It was poverty and unemployment that prompted the start of Bright Future Agricultural, a co-operative involved in cultivating organic crops. According to Phindi Zwane, the manager of the company, since its inception in May 2013, Bright Future Agricultural has cultivated 2ha of spinach and 1ha of okra. “To date, we have employed thirteen seasonal workers,” says Zwane. As part of its expansion, the company – which is based in Soshanguve, Extension 10, in the northern part of Tshwane – is processing okra seeds to produce decaffeinated coffee. Zwane believes that it is through sheer hard work that her company scooped the 2017 Township Entrepreneurship Award in the Agriculture category: “I know my business and understand the agricultural industry — I’m creative, dedicated, committed, patient and hardworking, with passion and good leadership,” she says. “Whenever I think of the award, I think of being repaid for hard work.”
The award has immense meaning for Zwane. “It gives me a story to tell, it means my business will always be recognised — this award is going to assist us to expand the farm by buying equipment and employing more people from the community.” According to Zwane, the Township Entrepreneurship Awards have also assisted in growing the opportunities in townships. “The economies in townships are growing; the awards inspire entrepreneurs to extend their businesses and create more opportunities for people from the community.” But as much as township economies are “booming,” challenges continue, especially due to lack of information, the paucity of financial resources and skills shortages, she says.

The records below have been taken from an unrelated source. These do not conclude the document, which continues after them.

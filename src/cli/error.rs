use miette::Diagnostic;
use thiserror::Error;

use crate::config::ConfigError;
use crate::repository::RepoError;

#[derive(Error, Diagnostic, Debug)]
pub enum CliError {
    #[error(transparent)]
    #[diagnostic(transparent)]
    Repo(#[from] RepoError),

    #[error(transparent)]
    #[diagnostic(transparent)]
    Config(#[from] ConfigError),

    #[error("Invalid JSON input: {message}")]
    #[diagnostic(
        code(tablerepo::cli::invalid_json),
        help("Pass a JSON object, e.g. '{{\"name\": \"widget\"}}'")
    )]
    InvalidJson { message: String },

    #[error("Invalid id list: {input}")]
    #[diagnostic(
        code(tablerepo::cli::invalid_ids),
        help("Use comma-separated integers, e.g. 1,2,3")
    )]
    InvalidIds { input: String },

    #[error("Delete operation requires --force flag")]
    #[diagnostic(
        code(tablerepo::cli::force_required),
        help("This action is destructive and cannot be undone.")
    )]
    ForceRequired,
}

impl From<serde_json::Error> for CliError {
    fn from(e: serde_json::Error) -> Self {
        CliError::InvalidJson {
            message: e.to_string(),
        }
    }
}

pub type CliResult<T> = Result<T, CliError>;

Zwane has many goals for Bright Future Agricultural: “I want to focus on competitiveness by striving to achieve the desired positioning in the market,” she says. “Through the formation of strategic alliances, expansion and diversification are also goals.” On the expansion side, she intends establishing at least two more poultry farms within the district, while diversification will see her moving into the essential oils industry and entering new markets like exports. For the aspiring township entrepreneur, Zwane has the following advice: “Register your business, attend workshops, network and have a passion for what you do.”